_Directions_
Set down exactly each line of the entries below, beginning at the one that contains "pub(crate) fn sort_newest_first(orders: &mut" and ending at the last, and no others.
─── Extracted records
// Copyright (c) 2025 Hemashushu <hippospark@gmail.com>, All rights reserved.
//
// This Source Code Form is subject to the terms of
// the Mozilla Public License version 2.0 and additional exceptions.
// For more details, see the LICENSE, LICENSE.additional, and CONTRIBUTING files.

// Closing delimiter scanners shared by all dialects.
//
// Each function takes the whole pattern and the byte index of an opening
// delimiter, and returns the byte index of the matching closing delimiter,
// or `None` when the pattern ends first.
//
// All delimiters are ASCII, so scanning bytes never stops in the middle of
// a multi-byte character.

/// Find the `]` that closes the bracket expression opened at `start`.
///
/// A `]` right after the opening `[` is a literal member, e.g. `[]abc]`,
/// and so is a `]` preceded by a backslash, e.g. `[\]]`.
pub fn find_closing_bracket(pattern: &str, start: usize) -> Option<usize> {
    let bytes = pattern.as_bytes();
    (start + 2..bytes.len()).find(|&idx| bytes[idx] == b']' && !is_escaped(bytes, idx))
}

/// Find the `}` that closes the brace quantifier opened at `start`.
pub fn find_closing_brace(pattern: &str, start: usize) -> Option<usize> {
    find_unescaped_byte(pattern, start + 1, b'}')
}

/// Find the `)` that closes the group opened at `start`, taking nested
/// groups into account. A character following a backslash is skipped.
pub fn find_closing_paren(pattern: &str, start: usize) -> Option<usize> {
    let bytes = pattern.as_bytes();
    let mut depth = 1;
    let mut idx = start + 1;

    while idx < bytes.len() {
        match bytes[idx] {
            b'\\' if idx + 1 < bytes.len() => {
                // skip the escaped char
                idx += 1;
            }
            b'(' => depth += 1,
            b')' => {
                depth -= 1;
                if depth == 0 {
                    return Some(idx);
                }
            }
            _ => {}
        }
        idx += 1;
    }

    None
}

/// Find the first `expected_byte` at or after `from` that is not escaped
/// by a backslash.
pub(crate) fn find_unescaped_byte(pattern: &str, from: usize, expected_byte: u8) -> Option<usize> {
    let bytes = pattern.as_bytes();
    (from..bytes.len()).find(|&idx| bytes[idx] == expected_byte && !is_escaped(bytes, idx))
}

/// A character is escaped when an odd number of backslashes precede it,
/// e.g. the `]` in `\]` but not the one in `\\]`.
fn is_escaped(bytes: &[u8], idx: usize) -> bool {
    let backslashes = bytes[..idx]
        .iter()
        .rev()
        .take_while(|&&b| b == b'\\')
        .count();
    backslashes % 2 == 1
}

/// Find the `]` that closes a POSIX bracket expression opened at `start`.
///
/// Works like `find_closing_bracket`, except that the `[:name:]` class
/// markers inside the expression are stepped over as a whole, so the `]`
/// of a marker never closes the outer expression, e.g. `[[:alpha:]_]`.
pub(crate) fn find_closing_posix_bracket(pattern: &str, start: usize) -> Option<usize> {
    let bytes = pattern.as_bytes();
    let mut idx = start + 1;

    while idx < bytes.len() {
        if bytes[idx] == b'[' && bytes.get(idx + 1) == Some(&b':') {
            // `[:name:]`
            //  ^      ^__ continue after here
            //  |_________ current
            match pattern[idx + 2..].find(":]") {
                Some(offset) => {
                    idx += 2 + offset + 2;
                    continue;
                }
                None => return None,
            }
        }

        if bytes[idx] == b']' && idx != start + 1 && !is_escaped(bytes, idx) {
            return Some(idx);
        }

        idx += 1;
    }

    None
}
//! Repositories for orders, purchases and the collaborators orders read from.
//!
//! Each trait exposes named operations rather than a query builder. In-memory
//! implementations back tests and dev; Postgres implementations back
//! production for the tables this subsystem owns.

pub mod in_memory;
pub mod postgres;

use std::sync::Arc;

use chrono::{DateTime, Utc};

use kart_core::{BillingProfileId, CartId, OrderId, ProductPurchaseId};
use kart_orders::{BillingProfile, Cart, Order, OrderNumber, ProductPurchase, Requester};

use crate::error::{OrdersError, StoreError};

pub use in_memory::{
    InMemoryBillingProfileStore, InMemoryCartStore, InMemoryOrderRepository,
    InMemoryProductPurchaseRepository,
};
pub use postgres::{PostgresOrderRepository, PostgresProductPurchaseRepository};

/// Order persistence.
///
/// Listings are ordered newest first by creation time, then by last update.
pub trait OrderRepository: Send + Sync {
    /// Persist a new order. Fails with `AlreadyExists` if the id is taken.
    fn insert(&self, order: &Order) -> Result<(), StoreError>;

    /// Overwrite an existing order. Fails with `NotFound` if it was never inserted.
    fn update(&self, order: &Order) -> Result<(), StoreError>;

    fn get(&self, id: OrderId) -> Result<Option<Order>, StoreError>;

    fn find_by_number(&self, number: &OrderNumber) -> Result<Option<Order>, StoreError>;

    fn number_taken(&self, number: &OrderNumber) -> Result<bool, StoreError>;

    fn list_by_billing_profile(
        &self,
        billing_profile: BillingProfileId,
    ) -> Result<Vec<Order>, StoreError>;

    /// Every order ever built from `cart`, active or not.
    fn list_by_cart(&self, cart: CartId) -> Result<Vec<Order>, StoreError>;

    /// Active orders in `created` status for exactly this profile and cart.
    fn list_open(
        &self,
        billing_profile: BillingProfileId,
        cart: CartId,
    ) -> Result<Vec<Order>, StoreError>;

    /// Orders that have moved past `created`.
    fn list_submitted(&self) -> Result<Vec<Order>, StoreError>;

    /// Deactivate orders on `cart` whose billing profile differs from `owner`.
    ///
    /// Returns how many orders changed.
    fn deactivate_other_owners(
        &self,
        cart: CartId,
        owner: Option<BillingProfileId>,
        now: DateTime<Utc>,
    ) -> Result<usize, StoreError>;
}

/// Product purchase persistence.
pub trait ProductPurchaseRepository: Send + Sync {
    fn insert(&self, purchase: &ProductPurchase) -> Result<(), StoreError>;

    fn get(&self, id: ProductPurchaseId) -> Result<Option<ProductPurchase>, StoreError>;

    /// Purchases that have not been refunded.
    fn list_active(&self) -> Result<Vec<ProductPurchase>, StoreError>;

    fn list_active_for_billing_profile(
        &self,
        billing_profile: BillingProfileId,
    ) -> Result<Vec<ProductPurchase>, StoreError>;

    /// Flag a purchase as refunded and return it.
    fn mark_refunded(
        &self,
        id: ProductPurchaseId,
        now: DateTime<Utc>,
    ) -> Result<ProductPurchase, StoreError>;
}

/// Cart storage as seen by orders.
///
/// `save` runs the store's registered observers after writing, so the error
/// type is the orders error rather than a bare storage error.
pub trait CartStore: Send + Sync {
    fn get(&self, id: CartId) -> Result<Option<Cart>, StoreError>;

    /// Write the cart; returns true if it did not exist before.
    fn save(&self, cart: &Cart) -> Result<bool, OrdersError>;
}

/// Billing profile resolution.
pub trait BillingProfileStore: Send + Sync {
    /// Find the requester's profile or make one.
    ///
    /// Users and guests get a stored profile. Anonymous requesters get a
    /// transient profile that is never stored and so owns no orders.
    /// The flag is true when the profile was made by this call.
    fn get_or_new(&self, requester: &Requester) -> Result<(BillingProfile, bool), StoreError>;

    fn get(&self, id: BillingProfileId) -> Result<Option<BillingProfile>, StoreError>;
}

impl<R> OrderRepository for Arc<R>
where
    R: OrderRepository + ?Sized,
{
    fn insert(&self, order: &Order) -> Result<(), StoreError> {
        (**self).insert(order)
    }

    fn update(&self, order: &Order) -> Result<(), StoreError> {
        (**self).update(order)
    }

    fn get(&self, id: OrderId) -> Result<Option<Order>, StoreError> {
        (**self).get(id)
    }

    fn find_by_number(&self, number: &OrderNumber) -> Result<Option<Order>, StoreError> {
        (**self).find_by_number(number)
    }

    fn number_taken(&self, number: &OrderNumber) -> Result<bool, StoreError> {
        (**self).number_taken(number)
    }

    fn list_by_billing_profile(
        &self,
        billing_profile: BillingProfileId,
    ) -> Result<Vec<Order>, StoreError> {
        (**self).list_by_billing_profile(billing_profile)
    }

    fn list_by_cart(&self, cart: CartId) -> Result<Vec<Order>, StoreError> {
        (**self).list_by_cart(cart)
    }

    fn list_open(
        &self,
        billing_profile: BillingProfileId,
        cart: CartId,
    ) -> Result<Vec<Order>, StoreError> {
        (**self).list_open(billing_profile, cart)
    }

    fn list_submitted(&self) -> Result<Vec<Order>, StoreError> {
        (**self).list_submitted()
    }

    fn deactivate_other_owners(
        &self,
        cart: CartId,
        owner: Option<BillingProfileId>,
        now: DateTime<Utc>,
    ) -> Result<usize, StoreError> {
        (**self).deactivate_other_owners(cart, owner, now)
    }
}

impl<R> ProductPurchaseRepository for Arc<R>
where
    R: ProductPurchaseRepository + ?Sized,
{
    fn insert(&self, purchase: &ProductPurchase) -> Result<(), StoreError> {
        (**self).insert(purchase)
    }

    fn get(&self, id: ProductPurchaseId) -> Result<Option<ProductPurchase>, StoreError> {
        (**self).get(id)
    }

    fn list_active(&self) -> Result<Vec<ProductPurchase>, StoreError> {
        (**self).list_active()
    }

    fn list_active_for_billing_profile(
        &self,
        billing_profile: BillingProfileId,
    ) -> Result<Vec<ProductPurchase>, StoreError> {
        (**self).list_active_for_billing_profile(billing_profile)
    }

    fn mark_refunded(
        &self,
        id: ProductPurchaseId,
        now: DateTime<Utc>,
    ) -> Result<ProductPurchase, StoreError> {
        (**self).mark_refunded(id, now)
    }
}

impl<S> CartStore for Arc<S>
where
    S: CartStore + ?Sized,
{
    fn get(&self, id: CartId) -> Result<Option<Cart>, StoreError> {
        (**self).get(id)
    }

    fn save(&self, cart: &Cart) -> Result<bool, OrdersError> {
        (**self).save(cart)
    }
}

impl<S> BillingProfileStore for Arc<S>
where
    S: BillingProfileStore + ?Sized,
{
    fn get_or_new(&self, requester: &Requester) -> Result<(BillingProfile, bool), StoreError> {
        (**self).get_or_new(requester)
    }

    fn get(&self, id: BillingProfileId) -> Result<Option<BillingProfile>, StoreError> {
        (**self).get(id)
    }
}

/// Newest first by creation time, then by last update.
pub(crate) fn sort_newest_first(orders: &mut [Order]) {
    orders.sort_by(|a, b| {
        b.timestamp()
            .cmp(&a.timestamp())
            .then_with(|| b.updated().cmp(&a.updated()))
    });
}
──────
_Task response_
pub(crate) fn sort_newest_first(orders: &mut [Order]) {
    orders.sort_by(|a, b| {
        b.timestamp()
            .cmp(&a.timestamp())
            .then_with(|| b.updated().cmp(&a.updated()))
    });
}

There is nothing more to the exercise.